A fearful street mural is the subject of one large Libyan photograph. Painted on the side of a building, the mural depicts a fighter, with bared teeth, holding a Kalashnikov rifle aloft. He is draped in ammunition and wears a Libyan flag pendant. Off to the left of the photograph, a veiled woman stands. She does not look at the mural. Why would she?

Many of Muscati’s photographs are portraits. Three black-and-white photographs from Sudan, for example, are of women sitting, each a dark, controlled study of grief, dislocation, loss. They sit with hands folded—hands as empty as their faces. The women come from the Blue Nile and South Kordofan states of Sudan. In 2011, the Sudanese government resumed bombing. Once more, the women know rape, destruction, and murder at governmental hands.

Earlier this year Muscati was sent to Dohuk, Iraq. There, he interviewed 20 Yezidi who had fled ISIS’s depravities. Three photographs show us their faces. In one, a little girl, perhaps 5 or 6 years old, stares steadily at us. No smile for the camera. In another, we see an old man, too heartsick even to look at the photographer. In the third, a woman looks out from the balcony of a bomb-blasted, bullet-riddled building. She is airing cheap mattresses, tossed over the railing.
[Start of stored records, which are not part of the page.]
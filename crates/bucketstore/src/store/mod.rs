//! The bucket-scoped store.
//!
//! A [`Store`] is bound to one database file and one bucket inside it. Every
//! operation runs in exactly one engine transaction and returns synchronously:
//! reads in a read-only snapshot, mutations in a read-write transaction that is
//! committed before the call returns.

mod options;

use std::fmt;
use std::fs::{self, File, OpenOptions};
use std::io::{self, Write};
use std::path::{Path, PathBuf};
use std::sync::{Arc, Condvar, Mutex, MutexGuard, PoisonError};

use tracing::{debug, debug_span, dispatcher, error, info, Span};

use crate::backends::redb::set_mode;
use crate::backends::RedbEngine;
use crate::engine::{BucketName, StorageEngine, StoreError, StoreResult, Transaction};

pub use options::{StoreConfig, StoreOptions, DEFAULT_EXTENSION};

/// A handle to one bucket of one database file.
///
/// The store owns the engine handle. It is `Send + Sync`; share it across
/// threads by reference or behind an `Arc`. Readers run in parallel and see a
/// frozen snapshot, while writers are serialised by the engine and never wait
/// for readers.
///
/// # Example
///
/// ```no_run
/// use bucketstore::Store;
///
/// let store = Store::open("data", "users")?;
///
/// store.write("ecnepsnai", b"is awesome")?;
/// if let Some(value) = store.get("ecnepsnai")? {
///     assert_eq!(value, b"is awesome");
/// }
///
/// store.for_each(|key, index, value| {
///     println!("{index}: {key:?} = {value:?}");
///     Ok::<_, bucketstore::StoreError>(())
/// })?;
///
/// store.close();
/// # Ok::<(), bucketstore::StoreError>(())
/// ```
pub struct Store {
    name: String,
    path: PathBuf,
    config: StoreConfig,
    /// `None` once the store has been closed. Operations hold a clone of
    /// the handle while they run.
    engine: Mutex<Option<Arc<RedbEngine>>>,
    /// Signalled whenever an operation releases its handle.
    released: Condvar,
    span: Span,
}

impl Store {
    /// Open the store `name` in `data_dir` with default options.
    ///
    /// The backing file is `data_dir/name.db`; the bucket is named `name`.
    ///
    /// # Errors
    ///
    /// See [`Store::open_with_options`].
    pub fn open(data_dir: impl AsRef<Path>, name: &str) -> StoreResult<Self> {
        Self::open_with_options(data_dir, name, StoreOptions::default())
    }

    /// Open the store `name` in `data_dir`.
    ///
    /// Creates the file and the bucket if they don't exist yet. If another
    /// handle holds the file, the open waits up to the configured lock timeout.
    ///
    /// # Errors
    ///
    /// - [`StoreError::InvalidName`] if `name` or an option is unusable
    /// - [`StoreError::Open`] if the file cannot be created or opened
    /// - [`StoreError::LockTimeout`] if the file stays locked
    /// - any engine error raised while creating the bucket
    pub fn open_with_options(
        data_dir: impl AsRef<Path>,
        name: &str,
        options: StoreOptions,
    ) -> StoreResult<Self> {
        let config = options.resolve(name)?;
        let path = data_dir.as_ref().join(config.file_name(name));

        let (span, engine) = dispatcher::with_default(&config.logger, || {
            let span = debug_span!("store", name = %name);
            let engine = span.in_scope(|| open_engine(&path, &config))?;
            Ok::<_, StoreError>((span, engine))
        })?;

        Ok(Self {
            name: name.to_string(),
            path,
            config,
            engine: Mutex::new(Some(Arc::new(engine))),
            released: Condvar::new(),
            span,
        })
    }

    /// The store's name.
    pub fn name(&self) -> &str {
        &self.name
    }

    /// Path of the backing file.
    pub fn path(&self) -> &Path {
        &self.path
    }

    /// The bucket this store operates on.
    pub fn bucket(&self) -> &BucketName {
        &self.config.bucket
    }

    /// The configuration the store was opened with.
    pub fn config(&self) -> &StoreConfig {
        &self.config
    }

    /// Get the value stored under `key`, or `None` if there is none.
    ///
    /// # Errors
    ///
    /// Returns [`StoreError::Closed`] after [`Store::close`], or an engine
    /// error if the read fails.
    pub fn get(&self, key: impl AsRef<[u8]>) -> StoreResult<Option<Vec<u8>>> {
        let key = key.as_ref();
        self.with_engine(|engine| {
            debug!(key_len = key.len(), "get");
            let tx = engine.begin_read()?;
            tx.get(self.bucket(), key)
        })
    }

    /// Store `value` under `key`, replacing any existing value.
    ///
    /// The value is durable once this returns `Ok`.
    ///
    /// # Errors
    ///
    /// Returns an error if the transaction cannot commit; the store is left
    /// unchanged in that case.
    pub fn write(&self, key: impl AsRef<[u8]>, value: impl AsRef<[u8]>) -> StoreResult<()> {
        let (key, value) = (key.as_ref(), value.as_ref());
        self.with_engine(|engine| {
            debug!(key_len = key.len(), value_len = value.len(), "write");
            let mut tx = engine.begin_write()?;
            tx.put(self.bucket(), key, value)?;
            tx.commit()
        })
    }

    /// Delete `key`. Deleting a key that does not exist succeeds.
    ///
    /// # Errors
    ///
    /// Returns an error if the transaction cannot commit.
    pub fn delete(&self, key: impl AsRef<[u8]>) -> StoreResult<()> {
        let key = key.as_ref();
        self.with_engine(|engine| {
            let mut tx = engine.begin_write()?;
            let existed = tx.delete(self.bucket(), key)?;
            debug!(key_len = key.len(), existed, "delete");
            tx.commit()
        })
    }

    /// Number of keys in the bucket, from a single snapshot.
    ///
    /// # Errors
    ///
    /// Returns [`StoreError::Closed`] after [`Store::close`], or an engine
    /// error if the read fails.
    pub fn count(&self) -> StoreResult<usize> {
        self.with_engine(|engine| {
            let tx = engine.begin_read()?;
            let count = tx.len(self.bucket())?;
            debug!(count, "count");
            usize::try_from(count).map_err(StoreError::internal)
        })
    }

    /// Call `f` with every key, its zero-based index and its value, in
    /// ascending byte order of the key.
    ///
    /// The walk runs in one read-only snapshot: writes committed before it
    /// starts are visible, writes committed while it runs are not. If `f`
    /// returns an error the walk stops and that error is returned unchanged.
    ///
    /// `f` may read from this store but must not write to it or close it. The
    /// walk holds a read transaction, and nested write transactions are not
    /// supported.
    ///
    /// # Errors
    ///
    /// Returns the first error returned by `f`, or an engine error converted
    /// into `E`.
    pub fn for_each<E, F>(&self, mut f: F) -> Result<(), E>
    where
        E: From<StoreError>,
        F: FnMut(&[u8], usize, &[u8]) -> Result<(), E>,
    {
        self.with_engine(|engine| {
            debug!("for_each");
            let tx = engine.begin_read()?;
            let mut index = 0;
            tx.for_each(self.bucket(), |key, value| {
                let result = f(key, index, value);
                index += 1;
                result
            })
        })
    }

    /// Remove every key while keeping the bucket.
    ///
    /// The bucket is deleted and recreated inside one write transaction, so
    /// either both steps commit or the old contents stay intact.
    ///
    /// # Errors
    ///
    /// Returns an error if the transaction cannot commit.
    pub fn truncate(&self) -> StoreResult<()> {
        self.with_engine(|engine| {
            let mut tx = engine.begin_write()?;
            tx.delete_bucket(self.bucket())?;
            debug!(bucket = %self.bucket(), "deleted bucket");
            tx.create_bucket(self.bucket())?;
            debug!(bucket = %self.bucket(), "created bucket");
            tx.commit()
        })
    }

    /// Stream a consistent copy of the whole database to `writer`.
    ///
    /// The copy is taken from one read-only snapshot, so readers and writers
    /// carry on while it runs. The bytes form a complete database file that
    /// can be opened as a store.
    ///
    /// # Errors
    ///
    /// Returns [`StoreError::Io`] if the scratch file or `writer` fails, or an
    /// engine error if the snapshot cannot be read.
    pub fn copy_to<W: Write>(&self, mut writer: W) -> StoreResult<()> {
        let scratch_dir = match self.path.parent() {
            Some(dir) if !dir.as_os_str().is_empty() => dir,
            _ => Path::new("."),
        };
        let scratch = tempfile::Builder::new().prefix(".copy-").tempdir_in(scratch_dir)?;
        let snapshot = scratch.path().join(self.config.file_name(&self.name));

        self.with_engine(|engine| {
            let entries = snapshot_to(engine, &snapshot, self.config.mode)?;
            debug!(entries, "copy");
            Ok::<_, StoreError>(())
        })?;

        let mut file = File::open(&snapshot)?;
        io::copy(&mut file, &mut writer)?;
        writer.flush()?;
        Ok(())
    }

    /// Write a consistent copy of the whole database to a new file at `path`.
    ///
    /// The file is created with the store's configured mode. An existing file
    /// is never overwritten.
    ///
    /// # Errors
    ///
    /// Returns [`StoreError::Io`] if `path` exists or cannot be created, or an
    /// engine error if the snapshot cannot be copied.
    pub fn backup_to(&self, path: impl AsRef<Path>) -> StoreResult<()> {
        let path = path.as_ref();
        self.with_engine(|engine| {
            let entries = snapshot_to(engine, path, self.config.mode)?;
            info!(entries, dest = %path.display(), "backup written");
            Ok(())
        })
    }

    /// Release the engine handle and the file lock.
    ///
    /// New operations fail with [`StoreError::Closed`] as soon as this is
    /// called; operations already in flight run to completion before the file
    /// is released. Closing twice, or from several threads at once, is safe.
    /// Must not be called from inside a [`Store::for_each`] callback.
    pub fn close(&self) {
        let mut slot = self.lock_slot();
        let Some(engine) = slot.take() else {
            return;
        };
        while Arc::strong_count(&engine) > 1 {
            slot = self.released.wait(slot).unwrap_or_else(PoisonError::into_inner);
        }
        drop(slot);
        drop(engine);

        dispatcher::with_default(&self.config.logger, || {
            self.span.in_scope(|| info!("closed"));
        });
    }

    /// Whether [`Store::close`] has been called.
    pub fn is_closed(&self) -> bool {
        self.lock_slot().is_none()
    }

    // The slot only ever holds a whole handle or nothing, so a poisoned lock
    // still guards a consistent state.
    fn lock_slot(&self) -> MutexGuard<'_, Option<Arc<RedbEngine>>> {
        self.engine.lock().unwrap_or_else(PoisonError::into_inner)
    }

    /// Run `op` against the open engine with the store's logger and span.
    ///
    /// `op` runs on a clone of the handle taken under a short lock, so nested
    /// calls from the same thread never wait on `close`, while `close` waits
    /// for `op` to release its clone.
    fn with_engine<T, E>(&self, op: impl FnOnce(&RedbEngine) -> Result<T, E>) -> Result<T, E>
    where
        E: From<StoreError>,
    {
        dispatcher::with_default(&self.config.logger, || {
            let _entered = self.span.enter();
            let engine = self.lock_slot().clone().ok_or(StoreError::Closed)?;
            let lease = Lease { store: self, engine: Some(engine) };
            op(lease.engine()?)
        })
    }
}

/// A clone of the engine handle held by one running operation.
///
/// Dropping it wakes a pending [`Store::close`], also when the operation
/// unwinds.
struct Lease<'a> {
    store: &'a Store,
    engine: Option<Arc<RedbEngine>>,
}

impl Lease<'_> {
    fn engine(&self) -> StoreResult<&RedbEngine> {
        self.engine.as_deref().ok_or(StoreError::Closed)
    }
}

impl Drop for Lease<'_> {
    fn drop(&mut self) {
        // Release under the lock so `close` cannot miss the wakeup
        let _slot = self.store.lock_slot();
        self.engine = None;
        self.store.released.notify_all();
    }
}

impl fmt::Debug for Store {
    fn fmt(&self, f: &mut fmt::Formatter<'_>) -> fmt::Result {
        f.debug_struct("Store")
            .field("name", &self.name)
            .field("path", &self.path)
            .field("bucket", &self.config.bucket)
            .field("closed", &self.is_closed())
            .finish_non_exhaustive()
    }
}

/// Open the engine at `path` and make sure the configured bucket exists.
fn open_engine(path: &Path, config: &StoreConfig) -> StoreResult<RedbEngine> {
    debug!(path = %path.display(), "opening");
    let engine = RedbEngine::open_with_config(path, config.engine_config()).map_err(|e| {
        error!(path = %path.display(), error = %e, "error opening store");
        e
    })?;

    ensure_bucket(&engine, &config.bucket).map_err(|e| {
        error!(bucket = %config.bucket, error = %e, "error creating bucket");
        e
    })?;

    debug!("opened");
    Ok(engine)
}

fn ensure_bucket(engine: &RedbEngine, bucket: &BucketName) -> StoreResult<()> {
    let mut tx = engine.begin_write()?;
    if tx.bucket_exists(bucket)? {
        return tx.rollback();
    }
    info!(bucket = %bucket, "creating bucket");
    tx.create_bucket(bucket)?;
    tx.commit()
}

/// Copy one read snapshot of `engine` into a new file at `dest`.
///
/// A partially written destination is removed when the copy fails.
fn snapshot_to(engine: &RedbEngine, dest: &Path, mode: u32) -> StoreResult<u64> {
    let tx = engine.begin_read()?;

    let mut options = OpenOptions::new();
    options.read(true).write(true).create_new(true);
    set_mode(&mut options, mode);
    let file = options.open(dest)?;

    tx.copy_to_file(file).map_err(|e| {
        let _ = fs::remove_file(dest);
        e
    })
}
In 2012, Muscati travelled to Prince George in northern British Columbia to research the reported abuse of native women and girls by the police. One of the five Canadian photographs in this portion of the exhibition is that of a broken wooden board. It was tossed away into the brush beside the road. Mounted on the board are seven photographs, all of the same young woman. Her face has been bloodied and very badly bruised. The woman, aged 17, was handcuffed, then repeatedly punched in the face by a member of theRoyal Canadian Military Police.

In another photograph, we see a woman standing in a parking lot. On the back of her T-shirt, is written: “Prince George Home of Police Brutality.”

When Muscati is researching a situation, whenever possible, he asks the subjects of his photographs to choose the image he should use in his report. These are also the photographs displayed in the exhibition.

At the exhibition opening on Nov. 4, Muscati was asked, “If there is one thing you could change in all these places, what would it be?”

“I would change men,” he replied.

Human Rights Watch, a nongovernmental organization, was founded in 1978 as Helsinki Watch to investigate and document abuses of human rights in the Soviet bloc. Today, the organization’s investigations are active all the world over in 90 countries. The goal of its investigations is to bring perpetrators to justice.

In his address at the opening, University of Ottawa president Allan Rock characterized the work of Human Rights Watch as “a global network reporting reality in a reliable way.”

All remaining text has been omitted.